CT Tip: Although a conversion involves only one entity, it involves two state statutes—the one governing the company’s existing business structure (e.g., an LLC), and the other governing the entity into which it will convert (e.g., a corporation). It is important to check both statutes—to make sure they each authorize the proposed conversion and to find out what steps have to be taken to complete the transaction.
Steps required for conversion
In general, an LLC may convert to another business entity by approving a plan of conversion that contains the terms and conditions of the conversion and the manner and basis of converting the membership interests into interests of the converted entity. The members must approve the plan. The vote required for approval (unanimous, two-thirds) should be set forth in the LLC’s operating agreement. If it is not, then the default provisions of the formation state statute govern.

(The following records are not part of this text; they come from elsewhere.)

use scraper::{ElementRef, Html, Selector};

use crate::html::FORM_ERROR_STYLE;

#[track_caller]
pub(crate) fn must_get_form(html: &Html) -> ElementRef<'_> {
    html.select(&Selector::parse("form").unwrap())
        .next()
        .expect("No form found")
}

#[track_caller]
pub(crate) fn assert_hx_endpoint(element: &ElementRef<'_>, endpoint: &str, attribute: &str) {
    let got = element
        .value()
        .attr(attribute)
        .unwrap_or_else(|| panic!("{attribute} attribute missing"));

    assert_eq!(
        got, endpoint,
        "want element with attribute {attribute}=\"{endpoint}\", got {got:?}"
    );
}

#[track_caller]
fn must_get_input<'a>(form: &ElementRef<'a>, name: &str) -> ElementRef<'a> {
    form.select(&Selector::parse("input").unwrap())
        .find(|input| input.value().attr("name") == Some(name))
        .unwrap_or_else(|| panic!("No input found with name \"{name}\""))
}

/// Checks the input called `name` has `type_` and is required.
#[track_caller]
pub(crate) fn assert_form_input(form: &ElementRef<'_>, name: &str, type_: &str) {
    let input = must_get_input(form, name);
    let input_type = input.value().attr("type").unwrap_or_default();

    assert_eq!(
        input_type, type_,
        "want input {name} with type \"{type_}\", got {input_type:?}"
    );
    assert!(
        input.value().attr("required").is_some(),
        "want input {name} to have the required attribute but got none"
    );
}

#[track_caller]
pub(crate) fn assert_form_input_with_value(
    form: &ElementRef<'_>,
    name: &str,
    type_: &str,
    value: &str,
) {
    assert_form_input(form, name, type_);

    let got = must_get_input(form, name)
        .value()
        .attr("value")
        .unwrap_or_default();
    assert_eq!(got, value, "want input {name} with value \"{value}\", got {got:?}");
}

/// Checks the form's first button submits it, and has `text` if given.
#[track_caller]
pub(crate) fn assert_form_submit_button(form: &ElementRef<'_>, text: Option<&str>) {
    let submit_button = form
        .select(&Selector::parse("button").unwrap())
        .next()
        .expect("No button found");

    assert_eq!(
        submit_button.value().attr("type").unwrap_or_default(),
        "submit",
        "want submit button with type=\"submit\""
    );

    if let Some(text) = text {
        let got_text = submit_button.text().collect::<String>();
        assert_eq!(text, got_text.trim());
    }
}

/// The text of every inline field error under `element`, in document order.
pub(crate) fn form_error_messages(element: &ElementRef<'_>) -> Vec<String> {
    let selector = format!("p.{}", FORM_ERROR_STYLE.replace(' ', "."));

    element
        .select(&Selector::parse(&selector).unwrap())
        .map(|p| p.text().collect::<String>().trim().to_owned())
        .collect()
}

#[track_caller]
pub(crate) fn assert_form_error_message(form: &ElementRef<'_>, want_error_message: &str) {
    let got = form_error_messages(form);

    assert!(
        got.iter().any(|message| message == want_error_message),
        "want error message {want_error_message:?}, got {got:?}"
    );
}
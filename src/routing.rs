//! Application router configuration with protected and unprotected route definitions.

use axum::{
    Router, middleware,
    response::Redirect,
    routing::{delete, get, post, put},
};
use tower_http::services::ServeDir;

use crate::{
    AppState,
    advice::{get_category_suggestions, get_smart_budget_advice, get_spending_summary},
    auth::{
        auth_guard, auth_guard_hx, get_log_in_page, get_log_out, get_profile_page,
        get_register_page, post_log_in, regenerate_logo_endpoint, register_user,
        update_profile_endpoint,
    },
    budget_goal::{delete_budget_goal_endpoint, get_budget_goals_page, set_budget_goal_endpoint},
    dashboard::get_dashboard_page,
    endpoints,
    internal_server_error::get_internal_server_error_page,
    logging::logging_middleware,
    not_found::get_404_not_found,
    transaction::{
        create_transaction_endpoint, delete_transaction_endpoint, edit_transaction_endpoint,
        get_category_options, get_create_transaction_page, get_edit_transaction_page,
        get_transactions_page,
    },
};

/// Return a router with all the app's routes.
pub fn build_router(state: AppState) -> Router {
    let unprotected_routes = Router::new()
        .route(endpoints::LOG_IN_VIEW, get(get_log_in_page))
        .route(endpoints::LOG_IN_API, post(post_log_in))
        .route(endpoints::LOG_OUT, get(get_log_out))
        .route(endpoints::REGISTER_VIEW, get(get_register_page))
        .route(endpoints::USERS, post(register_user))
        .route(
            endpoints::INTERNAL_ERROR_VIEW,
            get(get_internal_server_error_page),
        );

    let protected_routes = Router::new()
        .route(endpoints::ROOT, get(get_index_page))
        .route(endpoints::DASHBOARD_VIEW, get(get_dashboard_page))
        .route(endpoints::TRANSACTIONS_VIEW, get(get_transactions_page))
        .route(
            endpoints::NEW_TRANSACTION_VIEW,
            get(get_create_transaction_page),
        )
        .route(
            endpoints::EDIT_TRANSACTION_VIEW,
            get(get_edit_transaction_page),
        )
        .route(endpoints::BUDGET_GOALS_VIEW, get(get_budget_goals_page))
        .route(endpoints::PROFILE_VIEW, get(get_profile_page))
        .layer(middleware::from_fn_with_state(state.clone(), auth_guard));

    // These API routes need to use the HX-REDIRECT header for auth redirects to work properly for HTMX requests.
    let protected_routes = protected_routes.merge(
        Router::new()
            .route(
                endpoints::TRANSACTIONS_API,
                post(create_transaction_endpoint),
            )
            .route(
                endpoints::TRANSACTION,
                put(edit_transaction_endpoint).delete(delete_transaction_endpoint),
            )
            .route(endpoints::CATEGORY_OPTIONS, get(get_category_options))
            .route(endpoints::BUDGET_GOALS_API, post(set_budget_goal_endpoint))
            .route(endpoints::BUDGET_GOAL, delete(delete_budget_goal_endpoint))
            .route(endpoints::ADVICE, post(get_smart_budget_advice))
            .route(endpoints::ADVICE_SUMMARY, post(get_spending_summary))
            .route(endpoints::ADVICE_CATEGORIES, post(get_category_suggestions))
            .route(endpoints::PROFILE_API, put(update_profile_endpoint))
            .route(endpoints::PROFILE_LOGO, post(regenerate_logo_endpoint))
            .layer(middleware::from_fn_with_state(state.clone(), auth_guard_hx)),
    );

    protected_routes
        .merge(unprotected_routes)
        .nest_service(endpoints::STATIC, ServeDir::new("static/"))
        .fallback(get_404_not_found)
        .layer(middleware::from_fn(logging_middleware))
        .with_state(state)
}

/// The root path '/' redirects to the dashboard page.
async fn get_index_page() -> Redirect {
    Redirect::to(endpoints::DASHBOARD_VIEW)
}

#[cfg(test)]
mod root_route_tests {
    use axum::{http::StatusCode, response::IntoResponse};

    use crate::{endpoints, routing::get_index_page};

    #[tokio::test]
    async fn root_redirects_to_dashboard() {
        let response = get_index_page().await.into_response();
        assert_eq!(response.status(), StatusCode::SEE_OTHER);

        let location = response.headers().get("location").unwrap();
        assert_eq!(location, endpoints::DASHBOARD_VIEW);
    }
}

CT Tip: Converting from one entity type to another can have significant tax ramifications. Before proceeding with a plan of conversion, it is wise to work with a tax professional who can map out the short- and long-term consequences and help structure the transaction to maximize the savings and minimize the risks.
Once the plan has been approved, then the converting LLC must file articles of conversion. If the LLC is converting to another statutory entity, such as a limited partnership or a corporation, it will have to file the appropriate formation documents for that type of business. If the company has registered to do business outside of its formation state, then it will be necessary to file documents with each of those states indicating that a conversion has occurred.
A similar process will apply if a corporation or other formal statutory entity wants to convert to an LLC. The owners of the converting company must approve the plan of conversion; the converting entity must file articles of conversion and then file the appropriate formation documents for the new entity. And, similar procedures for each state where it is registered to do business.